Records drawn from a dataset:

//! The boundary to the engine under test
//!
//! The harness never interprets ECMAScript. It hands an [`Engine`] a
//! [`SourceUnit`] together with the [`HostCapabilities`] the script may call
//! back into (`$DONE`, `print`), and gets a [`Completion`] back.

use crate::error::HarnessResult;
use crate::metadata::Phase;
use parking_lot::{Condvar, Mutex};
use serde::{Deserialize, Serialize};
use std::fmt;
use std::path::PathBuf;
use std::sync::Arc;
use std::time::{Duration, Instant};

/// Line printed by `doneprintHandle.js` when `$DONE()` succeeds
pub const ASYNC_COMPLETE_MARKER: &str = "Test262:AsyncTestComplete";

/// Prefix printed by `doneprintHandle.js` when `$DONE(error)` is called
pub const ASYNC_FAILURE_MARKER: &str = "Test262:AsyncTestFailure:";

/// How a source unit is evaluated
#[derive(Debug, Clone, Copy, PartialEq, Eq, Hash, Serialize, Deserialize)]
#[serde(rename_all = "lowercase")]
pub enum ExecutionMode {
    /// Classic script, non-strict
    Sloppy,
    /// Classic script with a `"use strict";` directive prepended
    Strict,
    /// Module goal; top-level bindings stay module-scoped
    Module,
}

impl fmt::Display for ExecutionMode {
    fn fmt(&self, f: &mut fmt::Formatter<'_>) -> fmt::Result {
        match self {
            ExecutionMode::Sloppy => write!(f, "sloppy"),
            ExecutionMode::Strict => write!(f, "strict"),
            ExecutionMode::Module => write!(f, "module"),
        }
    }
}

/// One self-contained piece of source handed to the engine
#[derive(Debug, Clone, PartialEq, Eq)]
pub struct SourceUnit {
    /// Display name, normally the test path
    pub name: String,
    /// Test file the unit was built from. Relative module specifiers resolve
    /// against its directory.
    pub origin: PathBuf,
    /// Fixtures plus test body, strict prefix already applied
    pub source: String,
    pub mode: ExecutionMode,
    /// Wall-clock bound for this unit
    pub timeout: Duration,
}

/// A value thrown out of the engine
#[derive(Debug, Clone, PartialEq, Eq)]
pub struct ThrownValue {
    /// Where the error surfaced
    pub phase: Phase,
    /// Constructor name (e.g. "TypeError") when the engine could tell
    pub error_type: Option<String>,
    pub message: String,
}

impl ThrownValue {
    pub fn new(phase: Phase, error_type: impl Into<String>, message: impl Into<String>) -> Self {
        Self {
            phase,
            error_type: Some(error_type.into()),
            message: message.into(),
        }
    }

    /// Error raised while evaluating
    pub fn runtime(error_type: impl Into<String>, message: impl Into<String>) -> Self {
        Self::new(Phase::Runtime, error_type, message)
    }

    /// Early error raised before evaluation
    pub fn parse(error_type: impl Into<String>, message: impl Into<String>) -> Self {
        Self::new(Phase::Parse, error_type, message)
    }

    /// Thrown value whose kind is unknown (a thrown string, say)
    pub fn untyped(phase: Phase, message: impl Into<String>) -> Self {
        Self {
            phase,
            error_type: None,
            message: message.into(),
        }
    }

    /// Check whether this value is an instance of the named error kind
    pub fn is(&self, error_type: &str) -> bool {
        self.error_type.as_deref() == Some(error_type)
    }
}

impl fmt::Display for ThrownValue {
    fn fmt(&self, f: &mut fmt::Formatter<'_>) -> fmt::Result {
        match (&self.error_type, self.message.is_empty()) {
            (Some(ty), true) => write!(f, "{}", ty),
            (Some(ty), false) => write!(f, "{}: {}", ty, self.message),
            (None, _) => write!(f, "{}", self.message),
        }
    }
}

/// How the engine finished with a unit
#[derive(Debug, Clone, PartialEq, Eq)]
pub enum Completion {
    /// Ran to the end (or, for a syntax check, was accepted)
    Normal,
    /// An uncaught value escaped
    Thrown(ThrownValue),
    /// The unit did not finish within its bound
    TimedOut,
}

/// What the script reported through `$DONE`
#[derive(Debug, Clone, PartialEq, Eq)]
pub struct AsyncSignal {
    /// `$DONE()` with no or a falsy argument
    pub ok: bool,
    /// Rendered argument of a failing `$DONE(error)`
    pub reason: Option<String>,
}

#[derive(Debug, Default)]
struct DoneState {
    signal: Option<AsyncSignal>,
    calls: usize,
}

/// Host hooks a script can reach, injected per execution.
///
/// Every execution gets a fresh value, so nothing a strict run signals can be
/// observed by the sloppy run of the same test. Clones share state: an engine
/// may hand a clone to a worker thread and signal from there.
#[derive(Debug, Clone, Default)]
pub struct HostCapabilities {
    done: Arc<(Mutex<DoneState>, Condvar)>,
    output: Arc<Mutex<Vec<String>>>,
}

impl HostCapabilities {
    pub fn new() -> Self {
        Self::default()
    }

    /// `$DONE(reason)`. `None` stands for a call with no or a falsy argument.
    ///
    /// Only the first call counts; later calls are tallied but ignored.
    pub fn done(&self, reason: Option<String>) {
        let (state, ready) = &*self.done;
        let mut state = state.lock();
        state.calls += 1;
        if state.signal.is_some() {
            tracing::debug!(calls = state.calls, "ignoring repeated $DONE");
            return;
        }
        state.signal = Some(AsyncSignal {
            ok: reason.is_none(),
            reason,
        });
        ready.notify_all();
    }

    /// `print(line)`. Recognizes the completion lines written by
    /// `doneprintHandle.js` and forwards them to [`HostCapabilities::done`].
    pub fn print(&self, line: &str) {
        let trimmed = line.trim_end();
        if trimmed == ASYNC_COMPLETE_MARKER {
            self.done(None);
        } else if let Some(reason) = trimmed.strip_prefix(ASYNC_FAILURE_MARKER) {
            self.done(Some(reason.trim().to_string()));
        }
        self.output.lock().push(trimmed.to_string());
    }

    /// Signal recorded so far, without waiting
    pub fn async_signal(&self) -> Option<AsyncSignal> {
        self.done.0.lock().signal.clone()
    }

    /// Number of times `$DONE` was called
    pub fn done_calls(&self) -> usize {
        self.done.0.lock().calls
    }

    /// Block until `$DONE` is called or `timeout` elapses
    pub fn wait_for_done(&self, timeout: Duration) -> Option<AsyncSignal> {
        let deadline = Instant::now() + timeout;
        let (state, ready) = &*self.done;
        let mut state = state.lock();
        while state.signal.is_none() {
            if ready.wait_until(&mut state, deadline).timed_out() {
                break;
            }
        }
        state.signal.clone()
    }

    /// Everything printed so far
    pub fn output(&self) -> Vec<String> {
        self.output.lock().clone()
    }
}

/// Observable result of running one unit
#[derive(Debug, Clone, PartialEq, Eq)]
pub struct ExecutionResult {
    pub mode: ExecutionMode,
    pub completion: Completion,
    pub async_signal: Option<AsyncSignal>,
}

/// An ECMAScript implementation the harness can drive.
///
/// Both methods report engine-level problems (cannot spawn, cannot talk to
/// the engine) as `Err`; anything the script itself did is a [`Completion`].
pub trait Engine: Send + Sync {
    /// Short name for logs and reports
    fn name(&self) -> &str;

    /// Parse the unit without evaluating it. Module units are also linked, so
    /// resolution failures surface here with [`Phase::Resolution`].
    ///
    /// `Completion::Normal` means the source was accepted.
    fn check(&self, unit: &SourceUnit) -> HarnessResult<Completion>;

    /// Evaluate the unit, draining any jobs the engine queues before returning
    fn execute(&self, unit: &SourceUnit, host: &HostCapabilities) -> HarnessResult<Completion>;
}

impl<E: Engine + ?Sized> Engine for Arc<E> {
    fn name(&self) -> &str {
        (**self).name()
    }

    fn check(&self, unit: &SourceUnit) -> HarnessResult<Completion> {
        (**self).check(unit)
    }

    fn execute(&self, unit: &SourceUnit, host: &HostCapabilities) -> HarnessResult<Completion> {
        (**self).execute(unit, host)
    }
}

--

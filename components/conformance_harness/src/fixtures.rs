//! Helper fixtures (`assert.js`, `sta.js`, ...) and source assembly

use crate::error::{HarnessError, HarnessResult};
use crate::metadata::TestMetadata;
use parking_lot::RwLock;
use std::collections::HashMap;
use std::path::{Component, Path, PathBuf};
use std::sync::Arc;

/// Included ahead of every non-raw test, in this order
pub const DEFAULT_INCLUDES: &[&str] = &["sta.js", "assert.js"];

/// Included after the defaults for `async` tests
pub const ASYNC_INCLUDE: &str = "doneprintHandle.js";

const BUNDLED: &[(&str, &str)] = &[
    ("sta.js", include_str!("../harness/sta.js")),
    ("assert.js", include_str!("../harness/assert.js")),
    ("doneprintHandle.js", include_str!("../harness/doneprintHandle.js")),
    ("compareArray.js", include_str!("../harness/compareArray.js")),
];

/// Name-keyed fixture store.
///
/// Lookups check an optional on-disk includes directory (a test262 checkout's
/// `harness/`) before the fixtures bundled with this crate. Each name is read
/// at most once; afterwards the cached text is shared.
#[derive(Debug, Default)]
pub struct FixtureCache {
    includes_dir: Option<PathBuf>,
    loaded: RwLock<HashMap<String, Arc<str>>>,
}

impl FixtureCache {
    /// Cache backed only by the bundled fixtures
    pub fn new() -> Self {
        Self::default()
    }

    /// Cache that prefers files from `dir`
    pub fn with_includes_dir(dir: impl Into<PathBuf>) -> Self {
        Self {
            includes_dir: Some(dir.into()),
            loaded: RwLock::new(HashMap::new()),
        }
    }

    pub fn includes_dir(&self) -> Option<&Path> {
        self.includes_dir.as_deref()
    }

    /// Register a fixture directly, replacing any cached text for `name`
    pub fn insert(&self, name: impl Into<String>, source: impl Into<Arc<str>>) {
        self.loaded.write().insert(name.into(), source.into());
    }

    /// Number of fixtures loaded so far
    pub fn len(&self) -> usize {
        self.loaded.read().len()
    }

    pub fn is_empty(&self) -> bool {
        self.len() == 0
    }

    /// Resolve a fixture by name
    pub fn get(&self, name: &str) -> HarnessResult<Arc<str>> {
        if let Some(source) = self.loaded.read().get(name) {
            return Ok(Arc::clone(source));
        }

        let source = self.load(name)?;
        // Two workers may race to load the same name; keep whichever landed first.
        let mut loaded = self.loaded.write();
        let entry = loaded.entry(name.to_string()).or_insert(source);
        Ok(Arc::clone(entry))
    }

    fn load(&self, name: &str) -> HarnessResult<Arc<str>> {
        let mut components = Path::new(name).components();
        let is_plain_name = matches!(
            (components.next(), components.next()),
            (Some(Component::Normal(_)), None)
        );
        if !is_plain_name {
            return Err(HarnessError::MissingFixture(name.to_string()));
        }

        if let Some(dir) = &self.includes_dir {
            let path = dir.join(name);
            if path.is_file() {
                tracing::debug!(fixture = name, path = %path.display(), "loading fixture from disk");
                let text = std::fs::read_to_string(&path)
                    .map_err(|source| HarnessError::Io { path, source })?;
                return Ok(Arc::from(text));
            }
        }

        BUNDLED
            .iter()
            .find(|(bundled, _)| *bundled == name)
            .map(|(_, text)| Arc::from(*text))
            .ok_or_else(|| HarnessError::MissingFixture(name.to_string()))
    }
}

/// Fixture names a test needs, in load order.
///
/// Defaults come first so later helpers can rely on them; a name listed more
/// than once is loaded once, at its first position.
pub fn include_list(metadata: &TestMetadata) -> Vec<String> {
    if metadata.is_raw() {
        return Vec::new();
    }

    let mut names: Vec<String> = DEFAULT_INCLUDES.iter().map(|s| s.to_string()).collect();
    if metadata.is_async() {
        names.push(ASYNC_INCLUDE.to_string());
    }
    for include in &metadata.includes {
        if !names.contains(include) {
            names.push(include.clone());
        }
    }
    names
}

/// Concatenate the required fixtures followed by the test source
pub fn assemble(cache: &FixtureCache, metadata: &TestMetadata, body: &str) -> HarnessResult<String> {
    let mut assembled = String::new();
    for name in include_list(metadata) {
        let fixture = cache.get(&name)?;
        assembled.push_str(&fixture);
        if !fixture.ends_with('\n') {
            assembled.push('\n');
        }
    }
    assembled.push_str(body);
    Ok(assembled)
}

---

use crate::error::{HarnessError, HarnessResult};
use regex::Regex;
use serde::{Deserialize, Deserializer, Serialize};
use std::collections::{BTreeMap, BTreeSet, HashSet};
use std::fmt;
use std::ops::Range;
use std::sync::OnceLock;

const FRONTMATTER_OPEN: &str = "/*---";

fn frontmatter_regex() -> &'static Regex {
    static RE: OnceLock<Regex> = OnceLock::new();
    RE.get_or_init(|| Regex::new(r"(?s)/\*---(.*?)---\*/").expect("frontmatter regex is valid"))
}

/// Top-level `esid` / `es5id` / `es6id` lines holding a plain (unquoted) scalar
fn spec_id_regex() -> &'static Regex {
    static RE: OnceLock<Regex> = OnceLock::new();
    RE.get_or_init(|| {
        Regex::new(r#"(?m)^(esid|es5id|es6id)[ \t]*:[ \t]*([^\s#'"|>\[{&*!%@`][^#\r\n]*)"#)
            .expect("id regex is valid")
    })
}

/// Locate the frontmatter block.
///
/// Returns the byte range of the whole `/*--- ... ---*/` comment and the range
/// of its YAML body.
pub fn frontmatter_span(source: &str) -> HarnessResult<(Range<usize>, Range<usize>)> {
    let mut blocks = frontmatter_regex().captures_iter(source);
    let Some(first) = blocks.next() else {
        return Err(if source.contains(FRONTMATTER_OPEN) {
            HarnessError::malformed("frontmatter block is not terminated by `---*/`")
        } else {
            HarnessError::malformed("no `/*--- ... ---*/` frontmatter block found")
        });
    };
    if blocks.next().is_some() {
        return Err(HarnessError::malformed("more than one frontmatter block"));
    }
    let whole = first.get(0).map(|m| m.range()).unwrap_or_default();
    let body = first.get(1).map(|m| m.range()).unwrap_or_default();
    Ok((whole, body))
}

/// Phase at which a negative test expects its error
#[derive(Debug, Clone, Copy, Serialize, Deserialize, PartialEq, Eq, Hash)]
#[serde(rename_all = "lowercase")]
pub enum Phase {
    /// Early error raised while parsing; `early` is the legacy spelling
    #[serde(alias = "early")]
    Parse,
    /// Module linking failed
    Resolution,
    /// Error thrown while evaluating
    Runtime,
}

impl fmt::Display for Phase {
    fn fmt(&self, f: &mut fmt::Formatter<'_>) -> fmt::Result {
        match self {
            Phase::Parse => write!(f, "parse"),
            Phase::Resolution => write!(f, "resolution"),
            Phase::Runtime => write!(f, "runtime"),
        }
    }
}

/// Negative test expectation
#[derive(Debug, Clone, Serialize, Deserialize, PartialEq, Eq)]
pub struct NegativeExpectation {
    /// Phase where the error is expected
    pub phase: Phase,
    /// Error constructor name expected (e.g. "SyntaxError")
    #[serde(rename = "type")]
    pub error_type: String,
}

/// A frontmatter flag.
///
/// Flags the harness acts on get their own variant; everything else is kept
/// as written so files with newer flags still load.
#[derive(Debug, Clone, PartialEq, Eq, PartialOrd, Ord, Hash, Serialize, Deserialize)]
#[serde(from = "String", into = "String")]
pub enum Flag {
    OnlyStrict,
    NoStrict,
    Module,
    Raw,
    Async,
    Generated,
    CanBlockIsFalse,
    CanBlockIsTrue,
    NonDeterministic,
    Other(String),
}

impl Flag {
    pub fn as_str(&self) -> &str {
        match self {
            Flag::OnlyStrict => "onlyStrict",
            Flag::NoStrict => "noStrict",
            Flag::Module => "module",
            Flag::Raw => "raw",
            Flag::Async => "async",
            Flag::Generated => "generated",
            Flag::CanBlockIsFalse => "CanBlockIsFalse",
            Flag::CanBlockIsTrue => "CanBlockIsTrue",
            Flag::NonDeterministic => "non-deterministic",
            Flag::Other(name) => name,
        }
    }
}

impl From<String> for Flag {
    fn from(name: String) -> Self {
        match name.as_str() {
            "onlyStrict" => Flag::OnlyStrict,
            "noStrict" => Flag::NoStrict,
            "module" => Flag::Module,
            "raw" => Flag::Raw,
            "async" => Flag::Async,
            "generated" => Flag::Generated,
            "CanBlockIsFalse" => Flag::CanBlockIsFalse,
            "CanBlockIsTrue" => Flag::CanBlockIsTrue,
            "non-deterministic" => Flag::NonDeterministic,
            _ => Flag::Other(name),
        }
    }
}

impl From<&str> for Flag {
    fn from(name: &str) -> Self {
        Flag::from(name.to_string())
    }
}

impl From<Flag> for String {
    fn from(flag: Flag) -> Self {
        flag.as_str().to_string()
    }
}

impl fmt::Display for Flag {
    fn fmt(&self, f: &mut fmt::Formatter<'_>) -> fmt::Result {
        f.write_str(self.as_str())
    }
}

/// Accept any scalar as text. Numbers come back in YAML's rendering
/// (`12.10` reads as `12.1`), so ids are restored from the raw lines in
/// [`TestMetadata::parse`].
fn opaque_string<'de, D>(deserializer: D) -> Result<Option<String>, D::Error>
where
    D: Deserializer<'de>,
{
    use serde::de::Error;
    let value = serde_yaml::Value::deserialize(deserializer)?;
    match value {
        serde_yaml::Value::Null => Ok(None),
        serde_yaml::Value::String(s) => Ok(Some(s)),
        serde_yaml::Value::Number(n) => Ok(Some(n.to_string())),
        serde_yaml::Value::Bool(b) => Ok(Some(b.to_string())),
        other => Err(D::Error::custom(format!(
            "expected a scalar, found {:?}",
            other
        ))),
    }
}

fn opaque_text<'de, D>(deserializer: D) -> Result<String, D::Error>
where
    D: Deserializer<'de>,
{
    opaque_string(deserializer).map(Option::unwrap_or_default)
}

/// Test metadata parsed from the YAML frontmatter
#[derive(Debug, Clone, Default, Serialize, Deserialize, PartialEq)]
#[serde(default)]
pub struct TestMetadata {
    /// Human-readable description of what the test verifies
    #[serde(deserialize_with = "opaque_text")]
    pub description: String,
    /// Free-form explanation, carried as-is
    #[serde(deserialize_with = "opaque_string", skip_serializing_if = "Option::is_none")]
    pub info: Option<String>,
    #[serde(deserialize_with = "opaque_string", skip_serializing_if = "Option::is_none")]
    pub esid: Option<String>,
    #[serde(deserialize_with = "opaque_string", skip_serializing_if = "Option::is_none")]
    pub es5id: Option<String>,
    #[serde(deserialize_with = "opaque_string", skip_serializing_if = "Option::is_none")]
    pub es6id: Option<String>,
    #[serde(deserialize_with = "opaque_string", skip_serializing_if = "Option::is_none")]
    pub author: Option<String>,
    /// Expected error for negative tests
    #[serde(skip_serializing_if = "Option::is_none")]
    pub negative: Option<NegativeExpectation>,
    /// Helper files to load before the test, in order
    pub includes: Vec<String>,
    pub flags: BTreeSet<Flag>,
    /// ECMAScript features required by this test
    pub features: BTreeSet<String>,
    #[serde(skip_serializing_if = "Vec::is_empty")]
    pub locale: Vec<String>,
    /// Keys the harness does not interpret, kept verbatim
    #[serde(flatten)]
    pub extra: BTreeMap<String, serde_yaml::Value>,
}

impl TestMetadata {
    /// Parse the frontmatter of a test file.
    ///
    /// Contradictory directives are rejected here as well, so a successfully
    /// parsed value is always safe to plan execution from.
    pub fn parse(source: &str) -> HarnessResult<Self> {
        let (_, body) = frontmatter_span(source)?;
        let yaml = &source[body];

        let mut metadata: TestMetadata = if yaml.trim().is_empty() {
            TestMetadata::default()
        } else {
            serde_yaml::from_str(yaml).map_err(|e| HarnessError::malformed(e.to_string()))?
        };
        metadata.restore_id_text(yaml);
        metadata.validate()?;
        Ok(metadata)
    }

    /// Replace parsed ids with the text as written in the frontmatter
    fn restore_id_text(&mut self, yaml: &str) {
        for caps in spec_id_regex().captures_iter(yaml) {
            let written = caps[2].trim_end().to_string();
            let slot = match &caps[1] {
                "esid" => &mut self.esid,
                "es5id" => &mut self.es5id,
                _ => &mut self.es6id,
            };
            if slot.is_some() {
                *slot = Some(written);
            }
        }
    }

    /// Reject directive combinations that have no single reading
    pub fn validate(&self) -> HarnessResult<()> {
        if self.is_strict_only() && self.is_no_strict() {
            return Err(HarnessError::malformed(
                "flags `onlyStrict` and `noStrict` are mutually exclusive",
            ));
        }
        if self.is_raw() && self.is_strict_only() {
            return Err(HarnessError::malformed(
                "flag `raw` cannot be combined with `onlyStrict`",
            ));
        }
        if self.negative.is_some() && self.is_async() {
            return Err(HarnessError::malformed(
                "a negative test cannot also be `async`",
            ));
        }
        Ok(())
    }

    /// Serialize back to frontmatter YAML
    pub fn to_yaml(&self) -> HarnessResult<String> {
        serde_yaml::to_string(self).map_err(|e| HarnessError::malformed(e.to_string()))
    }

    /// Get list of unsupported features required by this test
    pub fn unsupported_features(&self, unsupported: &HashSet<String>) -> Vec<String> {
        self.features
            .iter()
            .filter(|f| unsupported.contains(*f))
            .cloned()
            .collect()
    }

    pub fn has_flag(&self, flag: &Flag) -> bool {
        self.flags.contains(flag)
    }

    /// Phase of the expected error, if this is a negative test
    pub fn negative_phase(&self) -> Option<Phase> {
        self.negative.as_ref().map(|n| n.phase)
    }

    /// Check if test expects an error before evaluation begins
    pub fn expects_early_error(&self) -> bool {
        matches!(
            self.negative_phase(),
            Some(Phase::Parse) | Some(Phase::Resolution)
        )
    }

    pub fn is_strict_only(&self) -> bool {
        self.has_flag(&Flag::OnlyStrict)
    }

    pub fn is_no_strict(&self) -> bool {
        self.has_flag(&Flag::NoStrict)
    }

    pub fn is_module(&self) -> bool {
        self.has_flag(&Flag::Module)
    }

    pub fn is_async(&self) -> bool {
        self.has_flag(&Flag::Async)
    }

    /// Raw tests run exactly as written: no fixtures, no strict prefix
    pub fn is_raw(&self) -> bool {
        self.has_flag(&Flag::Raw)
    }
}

WORK TASK
Write out exactly the lines above between the line with "pub struct AsyncSignal" and the line with "else if let", inclusive, and nothing beyond them.

RESULT FOR THIS EXERCISE
pub struct AsyncSignal {
    /// `$DONE()` with no or a falsy argument
    pub ok: bool,
    /// Rendered argument of a failing `$DONE(error)`
    pub reason: Option<String>,
}

#[derive(Debug, Default)]
struct DoneState {
    signal: Option<AsyncSignal>,
    calls: usize,
}

/// Host hooks a script can reach, injected per execution.
///
/// Every execution gets a fresh value, so nothing a strict run signals can be
/// observed by the sloppy run of the same test. Clones share state: an engine
/// may hand a clone to a worker thread and signal from there.
#[derive(Debug, Clone, Default)]
pub struct HostCapabilities {
    done: Arc<(Mutex<DoneState>, Condvar)>,
    output: Arc<Mutex<Vec<String>>>,
}

impl HostCapabilities {
    pub fn new() -> Self {
        Self::default()
    }

    /// `$DONE(reason)`. `None` stands for a call with no or a falsy argument.
    ///
    /// Only the first call counts; later calls are tallied but ignored.
    pub fn done(&self, reason: Option<String>) {
        let (state, ready) = &*self.done;
        let mut state = state.lock();
        state.calls += 1;
        if state.signal.is_some() {
            tracing::debug!(calls = state.calls, "ignoring repeated $DONE");
            return;
        }
        state.signal = Some(AsyncSignal {
            ok: reason.is_none(),
            reason,
        });
        ready.notify_all();
    }

    /// `print(line)`. Recognizes the completion lines written by
    /// `doneprintHandle.js` and forwards them to [`HostCapabilities::done`].
    pub fn print(&self, line: &str) {
        let trimmed = line.trim_end();
        if trimmed == ASYNC_COMPLETE_MARKER {
            self.done(None);
        } else if let Some(reason) = trimmed.strip_prefix(ASYNC_FAILURE_MARKER) {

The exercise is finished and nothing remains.